- The Washington Times - Thursday, February 2, 2017

U.S. Navy warships moored off the southern coastline of Yemen began relentlessly bombarding suspected al Qaeda targets in the country, days after a botched Navy SEAL raid in the country left one special warfare operator dead and six wounded.

The naval assault entered its fifth day on Thursday, hammering areas near the coastal towns of Shoqra and Zinjibar, just over 60 miles east of the major Yemeni port city of Aden, government security officials told The Associated Press.

Both towns, reportedly known redoubts for al Qaeda’s Yemeni cell, known as al Qaeda in the Arabian Peninsula or AQAP, are located 115 miles south of Bayda govenorate, the site of last Sunday’s deadly counterterrorism mission.



The SEAL team immediately began “receiving fire from all sides to include houses and other buildings” near the target compound in the southwest govenorate, according to a U.S. Central Command review of the operation.
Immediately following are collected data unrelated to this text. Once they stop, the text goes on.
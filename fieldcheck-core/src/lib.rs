//! Fieldcheck core: required-field validation, routing, request handling, HTTP server.

pub mod config;
pub mod http;
pub mod required;
pub mod response;
pub mod router;

pub use config::ServerConfig;
pub use required::{
    validate, validate_body, validate_with, FieldSpec, MalformedInputError, Presence,
    ValidationResult,
};
pub use response::{Response, SUCCESS_MESSAGE};
pub use router::{RouteId, Router};

use serde_json::Value;
use std::collections::HashMap;
use thiserror::Error;

#[derive(Error, Debug)]
pub enum CoreError {
    #[error("route not found: {0}")]
    NotFound(String),
    #[error("malformed input: {0}")]
    Malformed(#[from] MalformedInputError),
    /// Rejection reported by a route handler after the required-field check passed.
    #[error("{0}")]
    Validation(String),
    /// Failure on the server side of a handler; answered with 500.
    #[error("internal error: {0}")]
    Internal(String),
}

impl CoreError {
    pub fn status_code(&self) -> u16 {
        match self {
            CoreError::NotFound(_) => 404,
            CoreError::Malformed(_) | CoreError::Validation(_) => 400,
            CoreError::Internal(_) => 500,
        }
    }
}

/// Registered route: method, path, required fields of the body, optional OpenAPI tag.
#[derive(Clone, Debug)]
pub struct Route {
    pub id: RouteId,
    pub method: String,
    pub path: String,
    pub required: FieldSpec,
    pub openapi_tag: Option<String>,
}

/// Called with the parsed document once it passed the required-field check.
/// The returned value becomes the 200 body.
pub type RequestCallback = Box<dyn Fn(RouteId, Value) -> Result<Value, CoreError> + Send + Sync>;

/// Core app: routes and one callback. Immutable once serving; share behind `Arc`.
pub struct App {
    pub router: Router,
    routes: HashMap<RouteId, Route>,
    next_route_id: u32,
    callback: Option<RequestCallback>,
}

impl App {
    pub fn new() -> Self {
        Self {
            router: Router::new(),
            routes: HashMap::new(),
            next_route_id: 0,
            callback: None,
        }
    }

    /// Register a route. Path is exact (e.g. "example" or "users/register").
    /// Registering the same method and path again replaces the earlier route.
    pub fn register_route(
        &mut self,
        method: &str,
        path: &str,
        required: FieldSpec,
        openapi_tag: Option<&str>,
    ) -> RouteId {
        let path = path.trim_matches('/');
        let id = RouteId(self.next_route_id);
        self.next_route_id += 1;
        if let Some(old) = self.router.add(method, path, id) {
            self.routes.remove(&old);
        }
        self.routes.insert(
            id,
            Route {
                id,
                method: method.to_uppercase(),
                path: path.to_owned(),
                required,
                openapi_tag: openapi_tag.map(String::from),
            },
        );
        id
    }

    pub fn set_callback(&mut self, cb: RequestCallback) {
        self.callback = Some(cb);
    }

    pub fn route(&self, id: RouteId) -> Option<&Route> {
        self.routes.get(&id)
    }

    /// Routes ordered by registration.
    pub fn routes(&self) -> Vec<&Route> {
        let mut routes: Vec<&Route> = self.routes.values().collect();
        routes.sort_by_key(|r| r.id.0);
        routes
    }

    /// Match route and check the body's required fields.
    /// `Ok(Err(missing))` is a well-formed document that failed the check.
    pub fn match_route_and_validate(
        &self,
        method: &str,
        path: &str,
        body: &[u8],
    ) -> Result<(RouteId, Result<Value, Vec<String>>), CoreError> {
        let route_id = self
            .router
            .match_route(method, path)
            .ok_or_else(|| CoreError::NotFound(format!("{} {}", method, path)))?;
        let route = self
            .routes
            .get(&route_id)
            .ok_or_else(|| CoreError::NotFound(format!("route_id {:?}", route_id)))?;
        let (document, result) = validate_body(body, &route.required)?;
        let outcome = match result {
            ValidationResult::Valid => Ok(document),
            ValidationResult::Invalid { missing_fields } => Err(missing_fields),
        };
        Ok((route_id, outcome))
    }

    /// Handle a request without HTTP: match route, validate body, call callback.
    /// Missing fields produce a 400 response, not an error.
    pub fn handle_request(
        &self,
        method: &str,
        path: &str,
        body: &[u8],
    ) -> Result<Response, CoreError> {
        let (route_id, outcome) = self.match_route_and_validate(method, path, body)?;
        let document = match outcome {
            Ok(document) => document,
            Err(missing) => return Ok(Response::invalid(&missing)),
        };
        match self.callback {
            Some(ref cb) => Ok(Response::ok(&cb(route_id, document)?)),
            None => Ok(Response::success()),
        }
    }

    /// Like `handle_request`, but errors are rendered as responses too.
    pub fn respond(&self, method: &str, path: &str, body: &[u8]) -> Response {
        self.handle_request(method, path, body)
            .unwrap_or_else(|e| Response::from_error(&e))
    }

    /// Run HTTP server (blocks until Ctrl-C). Serves routes and GET /openapi.json.
    pub fn run(
        self,
        config: &ServerConfig,
        openapi_title: &str,
        openapi_version: &str,
    ) -> Result<(), Box<dyn std::error::Error + Send + Sync>> {
        http::run(self, config, openapi_title, openapi_version)
    }

    /// OpenAPI spec from registered routes (minimal).
    pub fn openapi_spec(&self, title: &str, version: &str) -> Value {
        let mut paths = serde_json::Map::new();
        for r in self.routes() {
            let key = format!("/{}", r.path);
            let mut op = serde_json::Map::new();
            let tags = r
                .openapi_tag
                .as_ref()
                .map(|t| serde_json::json!([t.as_str()]))
                .unwrap_or(serde_json::json!([]));
            op.insert("tags".into(), tags);
            op.insert(
                "requestBody".into(),
                serde_json::json!({
                    "content": { "application/json": { "schema": r.required.to_schema() } }
                }),
            );
            op.insert(
                "responses".into(),
                serde_json::json!({
                    "200": { "description": SUCCESS_MESSAGE },
                    "400": { "description": "Missing required fields or malformed input" }
                }),
            );
            let entry = paths
                .entry(key)
                .or_insert_with(|| Value::Object(serde_json::Map::new()));
            if let Value::Object(methods) = entry {
                methods.insert(r.method.to_lowercase(), Value::Object(op));
            }
        }
        serde_json::json!({
            "openapi": "3.0.0",
            "info": { "title": title, "version": version },
            "paths": paths
        })
    }
}

impl Default for App {
    fn default() -> Self {
        Self::new()
    }
}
The combat during the nearly hourlong firefight became so intense that the SEAL team, comprised of members from the Navy’s vaunted SEAL Team Six, were forced to call in air support. In attempting to back up the embattled SEALs, American aircraft killed a number of civilians — including children — in the process, command officials admitted Wednesday.
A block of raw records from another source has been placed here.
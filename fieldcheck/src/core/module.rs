//! Module: register into app.

use fieldcheck_core::CoreError;

use super::app::Application;

/// Module: a group of routes registered into the app together.
pub trait Module {
    fn register_into(&mut self, app: &mut Application) -> Result<(), CoreError>;
}
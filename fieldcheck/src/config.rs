//! Route configuration file (JSON): which paths exist and which fields each one requires.
//!
//! ```json
//! {
//!   "title": "Signup API",
//!   "routes": [
//!     { "methods": ["GET", "POST"], "path": "example", "required": ["email"] },
//!     { "method": "POST", "path": "users", "schema": { "required": ["email", "name"] },
//!       "presence": "non_empty" }
//!   ]
//! }
//! ```

use std::path::{Path, PathBuf};

use fieldcheck_core::{FieldSpec, Presence};
use serde::{Deserialize, Serialize};
use serde_json::Value;
use thiserror::Error;

use crate::core::ValidationModule;

const KNOWN_METHODS: &[&str] = &["GET", "POST", "PUT", "PATCH", "DELETE"];

#[derive(Error, Debug)]
pub enum ConfigError {
    #[error("failed to read {}: {source}", .path.display())]
    Io {
        path: PathBuf,
        #[source]
        source: std::io::Error,
    },
    #[error("failed to parse {}: {source}", .path.display())]
    Parse {
        path: PathBuf,
        #[source]
        source: serde_json::Error,
    },
    #[error("route {index}: {reason}")]
    InvalidRoute { index: usize, reason: String },
}

#[derive(Clone, Debug, PartialEq, Serialize, Deserialize)]
#[serde(deny_unknown_fields)]
pub struct RoutesConfig {
    #[serde(default = "default_title")]
    pub title: String,
    #[serde(default = "default_version")]
    pub version: String,
    pub routes: Vec<RouteConfig>,
}

#[derive(Clone, Debug, PartialEq, Serialize, Deserialize)]
#[serde(deny_unknown_fields)]
pub struct RouteConfig {
    #[serde(default, skip_serializing_if = "Option::is_none")]
    pub method: Option<String>,
    #[serde(default, skip_serializing_if = "Vec::is_empty")]
    pub methods: Vec<String>,
    pub path: String,
    #[serde(default)]
    pub required: Vec<String>,
    /// JSON Schema whose top-level `required` array is appended to `required`.
    #[serde(default, skip_serializing_if = "Option::is_none")]
    pub schema: Option<Value>,
    #[serde(default)]
    pub presence: Presence,
}

fn default_title() -> String {
    "Fieldcheck".to_string()
}

fn default_version() -> String {
    env!("CARGO_PKG_VERSION").to_string()
}

impl RouteConfig {
    /// `method` and `methods` combined, uppercased, without repeats. POST when neither is given.
    pub fn all_methods(&self) -> Vec<String> {
        let mut out: Vec<String> = Vec::new();
        for m in self.method.iter().chain(self.methods.iter()) {
            let m = m.trim().to_uppercase();
            if !out.contains(&m) {
                out.push(m);
            }
        }
        if out.is_empty() {
            out.push("POST".to_string());
        }
        out
    }

    pub fn field_spec(&self) -> FieldSpec {
        let mut fields = self.required.clone();
        if let Some(ref schema) = self.schema {
            fields.extend(FieldSpec::from_schema(schema).fields);
        }
        FieldSpec { fields, presence: self.presence }
    }
}

impl RoutesConfig {
    pub fn load(path: &Path) -> Result<Self, ConfigError> {
        let text = std::fs::read_to_string(path).map_err(|source| ConfigError::Io {
            path: path.to_path_buf(),
            source,
        })?;
        let config: RoutesConfig =
            serde_json::from_str(&text).map_err(|source| ConfigError::Parse {
                path: path.to_path_buf(),
                source,
            })?;
        config.check()?;
        Ok(config)
    }

    /// The built-in route set: GET and POST `/example`, requiring `email`.
    pub fn example() -> Self {
        Self {
            title: default_title(),
            version: default_version(),
            routes: vec![RouteConfig {
                method: None,
                methods: vec!["GET".into(), "POST".into()],
                path: "example".into(),
                required: vec!["email".into()],
                schema: None,
                presence: Presence::default(),
            }],
        }
    }

    /// Reject empty paths and unknown methods.
    pub fn check(&self) -> Result<(), ConfigError> {
        for (index, route) in self.routes.iter().enumerate() {
            if route.path.trim_matches('/').trim().is_empty() {
                return Err(ConfigError::InvalidRoute {
                    index,
                    reason: "path is empty".into(),
                });
            }
            if let Some(m) = route
                .all_methods()
                .into_iter()
                .find(|m| !KNOWN_METHODS.contains(&m.as_str()))
            {
                return Err(ConfigError::InvalidRoute {
                    index,
                    reason: format!("unsupported method {:?}", m),
                });
            }
        }
        Ok(())
    }

    /// Module with one checking route per configured path and method.
    pub fn to_module(&self) -> ValidationModule {
        let mut module = ValidationModule::new("routes", Some("/"));
        for route in &self.routes {
            let methods = route.all_methods();
            let methods: Vec<&str> = methods.iter().map(String::as_str).collect();
            module = module.check(&route.path, route.field_spec(), &methods);
        }
        module
    }
}
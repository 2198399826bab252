//! CLI for fieldcheck: check a JSON document, or serve validated routes over HTTP.

use std::path::{Path, PathBuf};
use std::process::ExitCode;

use clap::{Parser, Subcommand, ValueEnum};
use fieldcheck::{check_input, Application, FieldSpec, Presence, RoutesConfig, ServerConfig};
use tracing::{error, info};
use tracing_subscriber::EnvFilter;

const DEFAULT_HOST: &str = "127.0.0.1";
const DEFAULT_PORT: u16 = 8000;

#[derive(Parser)]
#[command(name = "fieldcheck")]
#[command(about = "Check JSON documents for required top-level fields", version)]
struct Cli {
    #[command(subcommand)]
    command: Commands,
}

#[derive(Subcommand)]
enum Commands {
    /// Check one document. Exit status: 0 valid, 1 missing fields, 2 malformed input, 3 I/O error.
    Check {
        /// Required field names, comma separated or repeated (e.g. -r email,name)
        #[arg(short, long, value_delimiter = ',', required = true)]
        require: Vec<String>,
        /// When a present key counts as filled in
        #[arg(long, value_enum, default_value_t = PresenceArg::NonNull)]
        presence: PresenceArg,
        /// JSON file to check; stdin when omitted or "-"
        file: Option<PathBuf>,
    },
    /// Serve routes over HTTP. HOST and PORT env vars apply unless --host/--port are given.
    Serve {
        /// Route config file (JSON). Without it, GET/POST /example requiring "email" is served.
        #[arg(short, long)]
        config: Option<PathBuf>,
        #[arg(long)]
        host: Option<String>,
        #[arg(long)]
        port: Option<u16>,
    },
    /// Print the routes a config file would serve.
    Routes {
        #[arg(short, long)]
        config: Option<PathBuf>,
    },
}

#[derive(Clone, Copy, ValueEnum)]
enum PresenceArg {
    KeyOnly,
    NonNull,
    NonEmpty,
}

impl From<PresenceArg> for Presence {
    fn from(p: PresenceArg) -> Self {
        match p {
            PresenceArg::KeyOnly => Presence::KeyOnly,
            PresenceArg::NonNull => Presence::NonNull,
            PresenceArg::NonEmpty => Presence::NonEmpty,
        }
    }
}

fn run_check(require: Vec<String>, presence: PresenceArg, file: Option<PathBuf>) -> ExitCode {
    let spec = FieldSpec::new(require).with_presence(presence.into());
    let report = check_input(file.as_deref(), &spec);
    if report.exit_code == fieldcheck::check::EXIT_IO {
        let reason = report.output["error"].as_str().unwrap_or_default();
        error!(error = reason, "failed to read input");
    } else {
        println!("{}", report.output);
    }
    ExitCode::from(report.exit_code)
}

fn load_routes(config: Option<&Path>) -> Result<RoutesConfig, Box<dyn std::error::Error + Send + Sync>> {
    match config {
        Some(path) => {
            let routes = RoutesConfig::load(path)?;
            info!(path = %path.display(), routes = routes.routes.len(), "loaded route config");
            Ok(routes)
        }
        None => Ok(RoutesConfig::example()),
    }
}

fn build_app(routes: &RoutesConfig) -> Result<Application, Box<dyn std::error::Error + Send + Sync>> {
    let mut app = Application::new();
    app.register(&mut routes.to_module())?;
    Ok(app)
}

fn run_serve(
    config: Option<PathBuf>,
    host: Option<String>,
    port: Option<u16>,
) -> Result<(), Box<dyn std::error::Error + Send + Sync>> {
    let routes = load_routes(config.as_deref())?;
    let app = build_app(&routes)?;
    for route in app.routes() {
        info!(method = %route.method, path = %format!("/{}", route.path), required = ?route.required.fields, "route");
    }
    let server = ServerConfig::from_env(DEFAULT_HOST, DEFAULT_PORT).with_overrides(host, port);
    info!("listening on http://{} (GET /openapi.json for the route list)", server);
    app.run(&server, &routes.title, &routes.version)
}

fn run_routes(config: Option<PathBuf>) -> Result<(), Box<dyn std::error::Error + Send + Sync>> {
    let routes = load_routes(config.as_deref())?;
    let app = build_app(&routes)?;
    for line in app.describe_routes() {
        println!("{}", line);
    }
    Ok(())
}

fn main() -> ExitCode {
    tracing_subscriber::fmt()
        .with_env_filter(EnvFilter::try_from_default_env().unwrap_or_else(|_| EnvFilter::new("info")))
        .with_writer(std::io::stderr)
        .init();

    let cli = Cli::parse();
    let result = match cli.command {
        Commands::Check {
            require,
            presence,
            file,
        } => return run_check(require, presence, file),
        Commands::Serve { config, host, port } => run_serve(config, host, port),
        Commands::Routes { config } => run_routes(config),
    };
    match result {
        Ok(()) => ExitCode::SUCCESS,
        Err(e) => {
            error!(error = %e, "fieldcheck failed");
            ExitCode::FAILURE
        }
    }
}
Aside from the civilian casualties, Chief Petty Officer William “Ryan” Owens and three other team members were killed in the failed assault, designed to gather vital intelligence on the Yemeni cell seen as one of al Qaeda’s best financed and most dangerous.
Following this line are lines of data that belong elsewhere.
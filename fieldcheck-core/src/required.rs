//! Required-field validation of JSON documents.
//!
//! A document passes when every required name is a top-level key of the object and its
//! value satisfies the [`Presence`] policy. All missing names are reported at once, in the
//! order they were first declared. Input that is not a JSON object is a [`MalformedInputError`],
//! never an "everything is missing" result.

use std::collections::HashSet;

use serde::{Deserialize, Serialize};
use serde_json::Value;
use thiserror::Error;

/// Input could not be checked at all: not JSON, or not an object at the top level.
#[derive(Error, Debug, Clone, PartialEq, Eq)]
pub enum MalformedInputError {
    #[error("expected a JSON object at the top level, found {0}")]
    NotAnObject(&'static str),
    #[error("body is not valid JSON: {0}")]
    Syntax(String),
}

/// When a declared key counts as present.
#[derive(Clone, Copy, Debug, Default, PartialEq, Eq, Hash, Serialize, Deserialize)]
#[serde(rename_all = "snake_case")]
pub enum Presence {
    /// The key exists, whatever its value.
    KeyOnly,
    /// The key exists and is not `null`.
    #[default]
    NonNull,
    /// The key exists and is not `null`, `""`, `[]` or `{}`.
    NonEmpty,
}

impl Presence {
    fn accepts(self, value: &Value) -> bool {
        match self {
            Presence::KeyOnly => true,
            Presence::NonNull => !value.is_null(),
            Presence::NonEmpty => match value {
                Value::Null => false,
                Value::String(s) => !s.is_empty(),
                Value::Array(a) => !a.is_empty(),
                Value::Object(o) => !o.is_empty(),
                Value::Bool(_) | Value::Number(_) => true,
            },
        }
    }
}

/// Outcome of checking a well-formed object.
#[derive(Clone, Debug, PartialEq, Eq, Serialize)]
#[serde(tag = "status", rename_all = "snake_case")]
pub enum ValidationResult {
    Valid,
    Invalid { missing_fields: Vec<String> },
}

impl ValidationResult {
    pub fn is_valid(&self) -> bool {
        matches!(self, ValidationResult::Valid)
    }

    /// Missing names in declaration order; empty when valid.
    pub fn missing_fields(&self) -> &[String] {
        match self {
            ValidationResult::Valid => &[],
            ValidationResult::Invalid { missing_fields } => missing_fields,
        }
    }
}

/// Ordered list of required top-level keys plus the presence policy applied to them.
#[derive(Clone, Debug, Default, PartialEq, Eq, Serialize, Deserialize)]
pub struct FieldSpec {
    pub fields: Vec<String>,
    #[serde(default)]
    pub presence: Presence,
}

impl FieldSpec {
    pub fn new<I, S>(fields: I) -> Self
    where
        I: IntoIterator<Item = S>,
        S: Into<String>,
    {
        Self {
            fields: fields.into_iter().map(Into::into).collect(),
            presence: Presence::default(),
        }
    }

    pub fn with_presence(mut self, presence: Presence) -> Self {
        self.presence = presence;
        self
    }

    /// Spec from a JSON Schema's top-level `"required"` array. Non-string entries are skipped.
    pub fn from_schema(schema: &Value) -> Self {
        let fields = schema
            .get("required")
            .and_then(Value::as_array)
            .map(|arr| arr.iter().filter_map(Value::as_str).map(String::from).collect())
            .unwrap_or_default();
        Self {
            fields,
            presence: Presence::default(),
        }
    }

    pub fn is_empty(&self) -> bool {
        self.fields.is_empty()
    }

    pub fn validate(&self, document: &Value) -> Result<ValidationResult, MalformedInputError> {
        validate_with(document, &self.fields, self.presence)
    }

    /// JSON Schema fragment describing this spec (used in the OpenAPI document).
    pub fn to_schema(&self) -> Value {
        serde_json::json!({ "type": "object", "required": self.unique_fields() })
    }

    fn unique_fields(&self) -> Vec<&str> {
        let mut seen = HashSet::new();
        self.fields
            .iter()
            .map(String::as_str)
            .filter(|f| seen.insert(*f))
            .collect()
    }
}

/// Check `document` against `required` with the default policy (`null` counts as missing).
pub fn validate<S: AsRef<str>>(
    document: &Value,
    required: &[S],
) -> Result<ValidationResult, MalformedInputError> {
    validate_with(document, required, Presence::default())
}

pub fn validate_with<S: AsRef<str>>(
    document: &Value,
    required: &[S],
    presence: Presence,
) -> Result<ValidationResult, MalformedInputError> {
    let obj = document
        .as_object()
        .ok_or_else(|| MalformedInputError::NotAnObject(json_kind(document)))?;
    let mut seen = HashSet::new();
    let missing_fields: Vec<String> = required
        .iter()
        .map(AsRef::as_ref)
        .filter(|name| seen.insert(*name))
        .filter(|name| !obj.get(*name).is_some_and(|v| presence.accepts(v)))
        .map(String::from)
        .collect();
    if missing_fields.is_empty() {
        Ok(ValidationResult::Valid)
    } else {
        Ok(ValidationResult::Invalid { missing_fields })
    }
}

/// Parse `body` and check it against `spec`. Returns the parsed document with the result.
pub fn validate_body(
    body: &[u8],
    spec: &FieldSpec,
) -> Result<(Value, ValidationResult), MalformedInputError> {
    let document: Value =
        serde_json::from_slice(body).map_err(|e| MalformedInputError::Syntax(e.to_string()))?;
    let result = spec.validate(&document)?;
    Ok((document, result))
}

fn json_kind(value: &Value) -> &'static str {
    match value {
        Value::Null => "null",
        Value::Bool(_) => "boolean",
        Value::Number(_) => "number",
        Value::String(_) => "string",
        Value::Array(_) => "array",
        Value::Object(_) => "object",
    }
}

#[cfg(test)]
mod tests {
    use super::*;
    use serde_json::json;

    fn invalid(fields: &[&str]) -> ValidationResult {
        ValidationResult::Invalid {
            missing_fields: fields.iter().map(|s| s.to_string()).collect(),
        }
    }

    #[test]
    fn present_field_is_valid() {
        let doc = json!({"email": "test@example.com"});
        assert_eq!(validate(&doc, &["email"]).unwrap(), ValidationResult::Valid);
    }

    #[test]
    fn other_key_does_not_satisfy() {
        let doc = json!({"aneh": "test@example.com"});
        assert_eq!(validate(&doc, &["email"]).unwrap(), invalid(&["email"]));
    }

    #[test]
    fn null_counts_as_missing() {
        let doc = json!({"email": null, "name": "x"});
        assert_eq!(validate(&doc, &["email", "name"]).unwrap(), invalid(&["email"]));
    }

    #[test]
    fn array_is_malformed() {
        let doc = json!(["not", "an", "object"]);
        let err = validate(&doc, &["email"]).unwrap_err();
        assert_eq!(err, MalformedInputError::NotAnObject("array"));
    }

    #[test]
    fn scalars_are_malformed() {
        for doc in [json!(null), json!(1), json!("email"), json!(true)] {
            assert!(validate(&doc, &["email"]).is_err(), "{doc}");
        }
    }

    #[test]
    fn reports_only_missing_fields() {
        let doc = json!({"email": "a", "phone": "b"});
        assert_eq!(
            validate(&doc, &["email", "phone", "fax"]).unwrap(),
            invalid(&["fax"])
        );
    }

    #[test]
    fn empty_requirements_are_valid() {
        let empty: [&str; 0] = [];
        assert!(validate(&json!({}), &empty).unwrap().is_valid());
        assert!(validate(&json!({"a": null}), &empty).unwrap().is_valid());
    }

    #[test]
    fn missing_order_follows_declaration_not_document() {
        let doc = json!({"z": 1, "a": 2});
        let result = validate(&doc, &["c", "z", "b", "a", "d"]).unwrap();
        assert_eq!(result.missing_fields(), ["c", "b", "d"]);
    }

    #[test]
    fn duplicates_reported_once() {
        let doc = json!({"email": "a"});
        let result = validate(&doc, &["fax", "email", "fax", "email"]).unwrap();
        assert_eq!(result, invalid(&["fax"]));
    }

    #[test]
    fn key_only_accepts_null() {
        let doc = json!({"email": null});
        let result = validate_with(&doc, &["email"], Presence::KeyOnly).unwrap();
        assert!(result.is_valid());
    }

    #[test]
    fn non_empty_rejects_blank_values() {
        let doc = json!({"s": "", "a": [], "o": {}, "n": 0, "b": false, "ok": "x"});
        let result =
            validate_with(&doc, &["s", "a", "o", "n", "b", "ok"], Presence::NonEmpty).unwrap();
        assert_eq!(result, invalid(&["s", "a", "o"]));
    }

    #[test]
    fn default_policy_keeps_empty_string() {
        let doc = json!({"email": ""});
        assert!(validate(&doc, &["email"]).unwrap().is_valid());
    }

    #[test]
    fn nested_keys_are_not_searched() {
        let doc = json!({"user": {"email": "a"}});
        assert_eq!(validate(&doc, &["email"]).unwrap(), invalid(&["email"]));
    }

    #[test]
    fn repeated_calls_agree() {
        let doc = json!({"a": 1, "b": null});
        let fields = ["a", "b", "c"];
        assert_eq!(validate(&doc, &fields).unwrap(), validate(&doc, &fields).unwrap());
    }

    #[test]
    fn spec_from_schema_reads_required() {
        let schema = json!({"type": "object", "required": ["a", 3, "b"]});
        assert_eq!(FieldSpec::from_schema(&schema).fields, ["a", "b"]);
        assert!(FieldSpec::from_schema(&json!({"type": "object"})).is_empty());
    }

    #[test]
    fn spec_schema_deduplicates() {
        let spec = FieldSpec::new(["a", "b", "a"]);
        assert_eq!(spec.to_schema(), json!({"type": "object", "required": ["a", "b"]}));
    }

    #[test]
    fn body_syntax_error_is_malformed() {
        let spec = FieldSpec::new(["email"]);
        let err = validate_body(b"{\"email\":", &spec).unwrap_err();
        assert!(matches!(err, MalformedInputError::Syntax(_)));
    }

    #[test]
    fn body_returns_document_and_result() {
        let spec = FieldSpec::new(["email", "name"]);
        let (doc, result) = validate_body(br#"{"email":"x"}"#, &spec).unwrap();
        assert_eq!(doc, json!({"email": "x"}));
        assert_eq!(result, invalid(&["name"]));
    }

    #[test]
    fn result_serializes_with_status_tag() {
        let v = serde_json::to_value(invalid(&["fax"])).unwrap();
        assert_eq!(v, json!({"status": "invalid", "missing_fields": ["fax"]}));
        let v = serde_json::to_value(ValidationResult::Valid).unwrap();
        assert_eq!(v, json!({"status": "valid"}));
    }

    #[test]
    fn presence_deserializes_snake_case() {
        let spec: FieldSpec =
            serde_json::from_value(json!({"fields": ["a"], "presence": "non_empty"})).unwrap();
        assert_eq!(spec.presence, Presence::NonEmpty);
        let spec: FieldSpec = serde_json::from_value(json!({"fields": ["a"]})).unwrap();
        assert_eq!(spec.presence, Presence::NonNull);
    }
}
Another three U.S. special operations members were wounded in the “hard landing” of a Marine Corps MV-22 helicopter carrying quick reaction forces, called in to extract the pinned down SEAL team.

It was the first U.S. casualty suffered and the first counterterrorism mission ordered under the Trump administration.

U.S. military officials told The Guardian that President Trump had given the green light for the operation without proper intelligence, ground support or support elements in place.

“Almost everything went wrong,” another senior U.S. military official told NBC News regarding the operation.

U.S. forces were able to gather information on the terror cell and kill 14 of the group’s members during the operation.

“What we got out of this mission I believe will save lives,” White House Press Secretary Sean Spicer said Wednesday.

The operation was already being planned by officials from former President Barack Obama’s White House, but the mission was ultimately held up due to operational concerns.